Padre Tiago Alberione um santo do nosso tempo, mesmo que ainda não canonizado - quis idealizar uma Nossa Senhora em atitude um tanto suspeita, como que querendo "se desfazer" de seu Filho e jogá-lo nos braços de um desconhecido qualquer, por estar ela cansada de tanto peso...
Mas não é disso que se trata, e sim de um gesto de amor e de um ato de verdadeira justiça. Porque Maria não é "dona" do Fruto bendito de seu ventre, nem tem o direito de transformar o Cristo num Deus "doméstico" e exclusivo, para sua própria alegria e satisfação materna. Aquele Filho pertence à humanidade inteira, e à humanidade tem de ser entregue, mesmo que esta acabará por pendurá-lo numa cruz.
A autêntica Nossa Senhora não é aquela que pretende se apropriar de Deus, maternalmente ciumenta e exclusivista. Mas aquela que de Deus foi eleita portadora, para entregá-lo a quem de direito, depositá-lo sobre o altar do sacrifício, para a libertação e salvação de todos.
Porque, se é importante que se saiba o quanto ela ama a Deus, mais importante é que se saiba quanto Deus ama o ser humano. E se nós quisermos aprender a arte de amar o nosso irmão, primeiro precisamos aprender como Deus nos ama: entregando-se a si mesmo.
Não podemos deixar de saudar em Maria a perfeita cristã, uma vez que ela, ao assumir o compromisso de gerar o Cristo, também aceitou a incumbência de entregá-lo ao mundo que é missão de todo cristão.
Agora, seria bom acertarmos nossa teologia com relação a Maria. Precisamos deixar de contemplá-la como a grande privilegiada a se fechar no esplêndido santuário de sua maternidade divina, pois ela é também a doce Mãe de todos nós, com quem partilha tristezas e alegrias, esperanças e incertezas, vitórias e derrotas.
Ela não pode ser vista como a escolhida de Deus, a se isolar em nicho de altivez. Pois é também a doce Irmã dos que esperam no Cristo, a Irmã de todas as mães que aceitam a maternidade com alegria, de todas as mulheres discriminadas e privadas de seus direitos, de todos os jovens que têm a coragem de fazer de sua vida um serviço.
Nem é a "cheia de graça" a esnobar os pecadores, os miseráveis, os famintos e todos os bóias-frias da vida. Pois ela é também a doce companheira de caminhada de todos aqueles que carregam o peso da opressão, a cruz da fome, a canga da injustiça e a humilhação do pecado.

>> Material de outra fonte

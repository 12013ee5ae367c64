//! In-memory collaborators.
//!
//! Stand-ins for the screens, text widgets and effect driver of a real
//! kiosk. Used for headless runs, the demo and tests.

use crate::effects::{FinishedSignal, TransitionEffect};
use crate::handlers::{KioskState, KioskStateSink, Panel, SoundCue, SoundPlayer, StageHandler};
use crate::payment::{IndicatorSink, StatusText};
use crate::reset::{CountdownDisplay, Resettable};
use crate::sync::lock;
use std::sync::atomic::{AtomicBool, AtomicUsize, Ordering};
use std::sync::{Arc, Mutex};
use tracing::debug;

/// Panel that only remembers whether it is visible.
#[derive(Debug)]
pub struct MemoryPanel {
    name: String,
    active: AtomicBool,
}

impl MemoryPanel {
    pub fn shown(name: &str) -> Arc<Self> {
        Self::with_state(name, true)
    }

    pub fn hidden(name: &str) -> Arc<Self> {
        Self::with_state(name, false)
    }

    fn with_state(name: &str, active: bool) -> Arc<Self> {
        Arc::new(Self {
            name: name.to_string(),
            active: AtomicBool::new(active),
        })
    }
}

impl Panel for MemoryPanel {
    fn name(&self) -> &str {
        &self.name
    }

    fn set_active(&self, active: bool) {
        debug!(panel = %self.name, active, "panel visibility");
        self.active.store(active, Ordering::SeqCst);
    }

    fn is_active(&self) -> bool {
        self.active.load(Ordering::SeqCst)
    }
}

/// Handler counting its invocations.
#[derive(Debug, Default)]
pub struct RecordingHandler {
    calls: AtomicUsize,
}

impl RecordingHandler {
    pub fn new() -> Arc<Self> {
        Arc::new(Self::default())
    }

    pub fn calls(&self) -> usize {
        self.calls.load(Ordering::SeqCst)
    }
}

impl StageHandler for RecordingHandler {
    fn on_transition_finished(&self) {
        self.calls.fetch_add(1, Ordering::SeqCst);
    }
}

/// Effect whose runs complete only when `fire` is called.
#[derive(Debug, Default)]
pub struct ManualEffect {
    starts: AtomicUsize,
    pending: Mutex<Vec<FinishedSignal>>,
}

impl ManualEffect {
    pub fn new() -> Arc<Self> {
        Arc::new(Self::default())
    }

    pub fn starts(&self) -> usize {
        self.starts.load(Ordering::SeqCst)
    }

    pub fn pending(&self) -> usize {
        lock(&self.pending).len()
    }

    /// Complete the oldest pending run. Returns false when none is pending.
    pub fn fire(&self) -> bool {
        let signal = {
            let mut pending = lock(&self.pending);
            if pending.is_empty() {
                return false;
            }
            pending.remove(0)
        };
        signal.fire();
        true
    }
}

impl TransitionEffect for ManualEffect {
    fn start(&self, finished: FinishedSignal) {
        self.starts.fetch_add(1, Ordering::SeqCst);
        lock(&self.pending).push(finished);
    }
}

/// Text widget keeping every value it was given.
#[derive(Debug, Default)]
pub struct MemoryText {
    history: Mutex<Vec<String>>,
}

impl MemoryText {
    pub fn new() -> Arc<Self> {
        Arc::new(Self::default())
    }

    pub fn current(&self) -> Option<String> {
        lock(&self.history).last().cloned()
    }

    pub fn history(&self) -> Vec<String> {
        lock(&self.history).clone()
    }
}

impl StatusText for MemoryText {
    fn set_text(&self, text: &str) {
        lock(&self.history).push(text.to_string());
    }
}

/// Countdown label recording shown seconds; `None` marks the idle label.
#[derive(Debug, Default)]
pub struct MemoryCountdown {
    shown: Mutex<Vec<Option<u32>>>,
}

impl MemoryCountdown {
    pub fn new() -> Arc<Self> {
        Arc::new(Self::default())
    }

    pub fn shown(&self) -> Vec<Option<u32>> {
        lock(&self.shown).clone()
    }
}

impl CountdownDisplay for MemoryCountdown {
    fn show_remaining(&self, seconds: u32) {
        lock(&self.shown).push(Some(seconds));
    }

    fn show_idle(&self) {
        lock(&self.shown).push(None);
    }
}

/// Spinner recording visibility and the last angle drawn.
#[derive(Debug, Default)]
pub struct MemoryIndicator {
    visible: AtomicBool,
    angles: Mutex<Vec<f32>>,
}

impl MemoryIndicator {
    pub fn new() -> Arc<Self> {
        Arc::new(Self::default())
    }

    pub fn is_visible(&self) -> bool {
        self.visible.load(Ordering::SeqCst)
    }

    pub fn angles(&self) -> Vec<f32> {
        lock(&self.angles).clone()
    }
}

impl IndicatorSink for MemoryIndicator {
    fn set_visible(&self, visible: bool) {
        self.visible.store(visible, Ordering::SeqCst);
    }

    fn set_angle(&self, degrees: f32) {
        lock(&self.angles).push(degrees);
    }
}

/// Reset target counting how often it was reset.
#[derive(Debug, Default)]
pub struct CountingReset {
    count: AtomicUsize,
}

impl CountingReset {
    pub fn new() -> Arc<Self> {
        Arc::new(Self::default())
    }

    pub fn count(&self) -> usize {
        self.count.load(Ordering::SeqCst)
    }
}

impl Resettable for CountingReset {
    fn reset(&self) {
        self.count.fetch_add(1, Ordering::SeqCst);
    }
}

/// State sink keeping every reported kiosk state.
#[derive(Debug, Default)]
pub struct MemoryKioskState {
    states: Mutex<Vec<KioskState>>,
}

impl MemoryKioskState {
    pub fn new() -> Arc<Self> {
        Arc::new(Self::default())
    }

    pub fn states(&self) -> Vec<KioskState> {
        lock(&self.states).clone()
    }

    pub fn current(&self) -> Option<KioskState> {
        lock(&self.states).last().copied()
    }
}

impl KioskStateSink for MemoryKioskState {
    fn set_state(&self, state: KioskState) {
        lock(&self.states).push(state);
    }
}

/// Sound player recording cues in the order they were played.
#[derive(Debug, Default)]
pub struct MemoryCues {
    played: Mutex<Vec<SoundCue>>,
}

impl MemoryCues {
    pub fn new() -> Arc<Self> {
        Arc::new(Self::default())
    }

    pub fn played(&self) -> Vec<SoundCue> {
        lock(&self.played).clone()
    }

    pub fn count(&self, cue: SoundCue) -> usize {
        lock(&self.played).iter().filter(|c| **c == cue).count()
    }
}

impl SoundPlayer for MemoryCues {
    fn play(&self, cue: SoundCue) {
        lock(&self.played).push(cue);
    }
}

Na hora em que reconhece as dádivas com que Deus a cumulou, Maria não abandona este mundo, não atraiçoa suas raízes humanas, nem fica se deliciando com o cântico de todas as gerações a proclamá-la bem-aventurada. Fica ao lado do homem oprimido, explorado e usado; não ao lado dos orgulhosos, que destroem o ser humano para subirem mais alto na vida.
Fica ao lado de todos os órfãos, dos deserdados, dos despojados de sua honra, dos roubados de suas esperanças e de suas aspirações; não ao lado dos poderosos que, do alto de seus tronos abusivos, mandam e desmandam, decidem pela vida e pela morte.

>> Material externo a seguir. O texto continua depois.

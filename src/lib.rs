//! Static-probability arithmetic coding over real-valued codewords, with
//! coding stages that can be chained into a pipeline.
//!
//! An [`Encoder`] folds each run of symbols into one `f64` codeword by
//! narrowing `[0, 1)` to the nested segments of the run's symbols and
//! emitting the midpoint of what is left. A [`Decoder`] walks the same
//! segments back. A [`Pipeline`] streams a file through a graph of
//! [`Stage`]s, each of which encodes or decodes in blocks of its own size.

pub mod adapter;
pub mod config;
pub mod decoder;
pub mod encoder;
pub mod error;
pub mod model;
pub mod pipeline;
pub mod stage;
mod stream;

#[cfg(test)]
mod example;

pub use adapter::{Adapter, Block, ElementKind};
pub use decoder::{DecodeError, Decoder};
pub use encoder::{EncodeError, Encoder};
pub use error::{Error, Result};
pub use model::{ProbabilityTable, Segment, Symbol};
pub use pipeline::{Pipeline, RunSummary, WiringError};
pub use stage::{Direction, Stage};

/// Bits of interval resolution a codeword can be relied on to carry. Runs
/// are plain `f64` interval arithmetic with no renormalisation, so the
/// product of a run's probabilities must stay above `2^-BITS_OF_PRECISION`
/// for the codeword to decode; see [`ProbabilityTable::safe_run_length`].
pub const BITS_OF_PRECISION: u32 = 40;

Maria é a cristã por excelência, porque se fez obediente à Palavra de Deus e soube repartir com toda a humanidade os dons que de Deus recebeu, inclusive seu próprio Filho.
Hoje, estamos curtindo um tempo violento. Este é um mundo em que o homem se tornou lobo para o outro homem, em que o mais forte instrumentaliza o mais fraco, o mais rico explora o mais pobre, o mais sabido coloniza o mais ignorante, o mais esperto faz a cabeça do mais desprevenido e o desonesto quer levar vantagem na pele do honesto...
Não é verdade que o mundo caminha de acordo com o projeto de Deus, que é projeto de amor e de justiça. Caminha de acordo com o projeto dos poderes político e econômico, de onde o amor foi banido e a justiça é a grande ausente.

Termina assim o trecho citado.